Restate verbatim the span of lines below between the line with "something the engine" and the line with "an edge line.", including those two lines, and only that span.

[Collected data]

* * * *

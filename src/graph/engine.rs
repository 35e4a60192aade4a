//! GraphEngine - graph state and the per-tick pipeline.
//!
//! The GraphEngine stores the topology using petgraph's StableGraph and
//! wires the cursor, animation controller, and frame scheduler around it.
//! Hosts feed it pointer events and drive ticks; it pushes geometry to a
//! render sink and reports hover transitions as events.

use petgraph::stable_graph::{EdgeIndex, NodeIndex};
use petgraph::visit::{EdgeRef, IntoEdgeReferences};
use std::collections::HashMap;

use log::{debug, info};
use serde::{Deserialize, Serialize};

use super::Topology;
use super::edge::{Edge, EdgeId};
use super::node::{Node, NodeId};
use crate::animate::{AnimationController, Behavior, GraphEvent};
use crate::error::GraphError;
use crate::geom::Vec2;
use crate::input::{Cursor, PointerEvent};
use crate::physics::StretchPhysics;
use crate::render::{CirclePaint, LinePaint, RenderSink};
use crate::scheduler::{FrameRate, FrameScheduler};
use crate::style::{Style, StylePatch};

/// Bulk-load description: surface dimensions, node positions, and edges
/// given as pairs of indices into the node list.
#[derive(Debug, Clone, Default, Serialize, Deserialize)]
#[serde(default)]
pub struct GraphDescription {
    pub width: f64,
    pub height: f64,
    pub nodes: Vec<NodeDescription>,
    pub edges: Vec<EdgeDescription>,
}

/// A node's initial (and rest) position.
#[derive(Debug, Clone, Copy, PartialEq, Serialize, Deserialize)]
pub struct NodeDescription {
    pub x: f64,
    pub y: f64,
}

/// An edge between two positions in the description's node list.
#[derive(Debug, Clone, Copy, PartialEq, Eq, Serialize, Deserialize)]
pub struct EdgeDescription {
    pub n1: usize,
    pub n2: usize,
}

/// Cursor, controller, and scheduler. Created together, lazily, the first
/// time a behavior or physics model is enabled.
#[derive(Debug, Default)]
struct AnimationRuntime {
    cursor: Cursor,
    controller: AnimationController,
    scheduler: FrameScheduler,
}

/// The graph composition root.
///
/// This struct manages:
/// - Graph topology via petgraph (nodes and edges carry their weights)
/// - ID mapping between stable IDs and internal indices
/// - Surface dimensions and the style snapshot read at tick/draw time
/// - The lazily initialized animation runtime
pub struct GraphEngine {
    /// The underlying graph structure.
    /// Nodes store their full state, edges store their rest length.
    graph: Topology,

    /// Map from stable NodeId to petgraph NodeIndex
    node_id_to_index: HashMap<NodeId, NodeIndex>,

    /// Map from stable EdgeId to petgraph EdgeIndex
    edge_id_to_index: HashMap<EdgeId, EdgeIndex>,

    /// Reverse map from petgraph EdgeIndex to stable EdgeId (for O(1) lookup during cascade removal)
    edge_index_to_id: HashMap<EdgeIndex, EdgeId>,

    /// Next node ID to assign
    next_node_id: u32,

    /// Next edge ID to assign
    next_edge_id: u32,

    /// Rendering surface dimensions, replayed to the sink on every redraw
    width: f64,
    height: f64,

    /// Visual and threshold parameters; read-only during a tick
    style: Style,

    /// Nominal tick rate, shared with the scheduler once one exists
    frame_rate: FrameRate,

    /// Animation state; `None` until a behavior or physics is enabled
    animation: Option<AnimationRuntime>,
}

* * * *

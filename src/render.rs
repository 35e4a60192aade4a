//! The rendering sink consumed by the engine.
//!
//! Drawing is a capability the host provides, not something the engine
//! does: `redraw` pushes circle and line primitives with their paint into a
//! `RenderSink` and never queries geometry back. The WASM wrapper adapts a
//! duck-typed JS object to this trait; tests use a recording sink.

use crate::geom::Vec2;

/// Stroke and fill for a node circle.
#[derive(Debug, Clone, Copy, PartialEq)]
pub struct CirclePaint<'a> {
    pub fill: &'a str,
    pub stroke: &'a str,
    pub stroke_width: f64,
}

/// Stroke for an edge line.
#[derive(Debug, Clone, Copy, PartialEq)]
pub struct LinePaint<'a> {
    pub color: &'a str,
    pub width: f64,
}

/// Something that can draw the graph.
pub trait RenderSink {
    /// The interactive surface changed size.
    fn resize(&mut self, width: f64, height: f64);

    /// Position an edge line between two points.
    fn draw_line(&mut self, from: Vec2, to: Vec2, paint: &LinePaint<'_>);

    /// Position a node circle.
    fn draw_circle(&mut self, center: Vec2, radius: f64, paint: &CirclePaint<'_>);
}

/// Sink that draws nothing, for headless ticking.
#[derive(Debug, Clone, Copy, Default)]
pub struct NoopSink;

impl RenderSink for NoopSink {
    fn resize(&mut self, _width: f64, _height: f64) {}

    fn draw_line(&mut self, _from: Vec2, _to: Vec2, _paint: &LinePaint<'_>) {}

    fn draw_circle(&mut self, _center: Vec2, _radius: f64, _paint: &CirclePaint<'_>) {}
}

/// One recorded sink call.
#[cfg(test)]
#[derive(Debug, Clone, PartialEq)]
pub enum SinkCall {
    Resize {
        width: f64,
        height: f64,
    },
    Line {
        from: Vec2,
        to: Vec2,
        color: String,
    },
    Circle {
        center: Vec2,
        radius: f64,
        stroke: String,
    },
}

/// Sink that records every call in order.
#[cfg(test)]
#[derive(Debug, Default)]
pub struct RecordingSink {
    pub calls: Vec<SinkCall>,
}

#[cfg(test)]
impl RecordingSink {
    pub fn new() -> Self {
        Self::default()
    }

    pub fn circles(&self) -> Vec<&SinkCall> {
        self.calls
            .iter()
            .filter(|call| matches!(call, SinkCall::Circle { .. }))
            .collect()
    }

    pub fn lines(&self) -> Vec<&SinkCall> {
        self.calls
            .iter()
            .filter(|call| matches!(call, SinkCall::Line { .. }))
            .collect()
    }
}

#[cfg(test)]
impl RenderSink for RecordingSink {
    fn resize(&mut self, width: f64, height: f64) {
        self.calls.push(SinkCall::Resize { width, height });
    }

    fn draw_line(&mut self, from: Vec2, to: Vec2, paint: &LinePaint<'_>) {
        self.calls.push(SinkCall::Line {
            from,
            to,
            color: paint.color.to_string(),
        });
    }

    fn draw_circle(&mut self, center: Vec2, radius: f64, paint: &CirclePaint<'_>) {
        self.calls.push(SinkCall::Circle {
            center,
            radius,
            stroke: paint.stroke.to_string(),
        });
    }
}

* * * *

### The completed task
//! Drawing is a capability the host provides, not something the engine
//! does: `redraw` pushes circle and line primitives with their paint into a
//! `RenderSink` and never queries geometry back. The WASM wrapper adapts a
//! duck-typed JS object to this trait; tests use a recording sink.

use crate::geom::Vec2;

/// Stroke and fill for a node circle.
#[derive(Debug, Clone, Copy, PartialEq)]
pub struct CirclePaint<'a> {
    pub fill: &'a str,
    pub stroke: &'a str,
    pub stroke_width: f64,
}

/// Stroke for an edge line.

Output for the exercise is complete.